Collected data

# # # # #

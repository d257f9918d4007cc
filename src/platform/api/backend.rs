//! Backend seam used by the wizard core
//!
//! The wizard only talks to the provisioning backend through this trait, so
//! the HTTP client can be swapped for a scripted backend in tests.

use super::error::Result;
use super::types::{
    CancelDeploymentResponse, DeploymentConfig, DeploymentRun, ResourceEstimate,
    StartDeploymentResponse,
};
use async_trait::async_trait;

/// The four provisioning operations the wizard consumes
///
/// All operations are safe to retry except `start_deployment`, which must be
/// issued at most once per confirmed configuration.
#[async_trait]
pub trait RelayBackend: Send + Sync {
    /// Estimate cost, time and resource count for a complete configuration
    async fn estimate_resources(&self, config: &DeploymentConfig) -> Result<ResourceEstimate>;

    /// Create the server-side deployment job
    async fn start_deployment(&self, config: &DeploymentConfig)
    -> Result<StartDeploymentResponse>;

    /// Fetch the current status of a deployment job
    async fn get_deployment_status(&self, deployment_id: &str) -> Result<DeploymentRun>;

    /// Request cancellation of a running deployment job
    async fn cancel_deployment(&self, deployment_id: &str) -> Result<CancelDeploymentResponse>;
}
use lazy_static::lazy_static;
use prometheus::{
    register_histogram_vec, register_int_counter, register_int_counter_vec, Encoder,
    HistogramVec, IntCounter, IntCounterVec, TextEncoder,
};

lazy_static! {
    // HTTP Metrics
    pub static ref HTTP_REQUESTS_TOTAL: IntCounterVec = register_int_counter_vec!(
        "http_requests_total",
        "Total number of HTTP requests",
        &["method", "path", "status"]
    )
    .unwrap();

    pub static ref HTTP_REQUEST_DURATION_SECONDS: HistogramVec = register_histogram_vec!(
        "http_request_duration_seconds",
        "HTTP request duration in seconds",
        &["method", "path"],
        vec![0.001, 0.005, 0.01, 0.025, 0.05, 0.1, 0.25, 0.5, 1.0, 2.5, 5.0, 10.0]
    )
    .unwrap();

    // Store Metrics (Supabase REST)
    pub static ref STORE_QUERIES_TOTAL: IntCounterVec = register_int_counter_vec!(
        "store_queries_total",
        "Total number of relational store queries",
        &["table", "status"]
    )
    .unwrap();

    pub static ref STORE_QUERY_DURATION_SECONDS: HistogramVec = register_histogram_vec!(
        "store_query_duration_seconds",
        "Relational store query duration in seconds",
        &["table"],
        vec![0.005, 0.01, 0.025, 0.05, 0.1, 0.25, 0.5, 1.0, 2.5]
    )
    .unwrap();

    // Business Metrics
    pub static ref MODULE_STATUS_EVALUATIONS_TOTAL: IntCounter = register_int_counter!(
        "module_status_evaluations_total",
        "Number of modules evaluated by the completion aggregator"
    )
    .unwrap();

    pub static ref LEARNING_PATHS_GENERATED_TOTAL: IntCounterVec = register_int_counter_vec!(
        "learning_paths_generated_total",
        "Learning path generation requests by outcome",
        &["outcome"]
    )
    .unwrap();
}

/// Renders all metrics in Prometheus text format
pub fn render_metrics() -> Result<String, prometheus::Error> {
    let encoder = TextEncoder::new();
    let metric_families = prometheus::gather();
    let mut buffer = Vec::new();
    encoder.encode(&metric_families, &mut buffer)?;
    String::from_utf8(buffer)
        .map_err(|e| prometheus::Error::Msg(format!("Failed to convert metrics to UTF-8: {}", e)))
}

/// Helper: track a store query with metrics
pub async fn track_store_query<F, T, E>(table: &str, future: F) -> Result<T, E>
where
    F: std::future::Future<Output = Result<T, E>>,
{
    let start = std::time::Instant::now();
    let result = future.await;
    let duration = start.elapsed().as_secs_f64();

    let status = if result.is_ok() { "success" } else { "error" };

    STORE_QUERIES_TOTAL
        .with_label_values(&[table, status])
        .inc();

    STORE_QUERY_DURATION_SECONDS
        .with_label_values(&[table])
        .observe(duration);

    result
}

# # # # #

Task instructions — In the records above, how many lines hold the string "provisioning"? Respond with that number only.

Response box — 2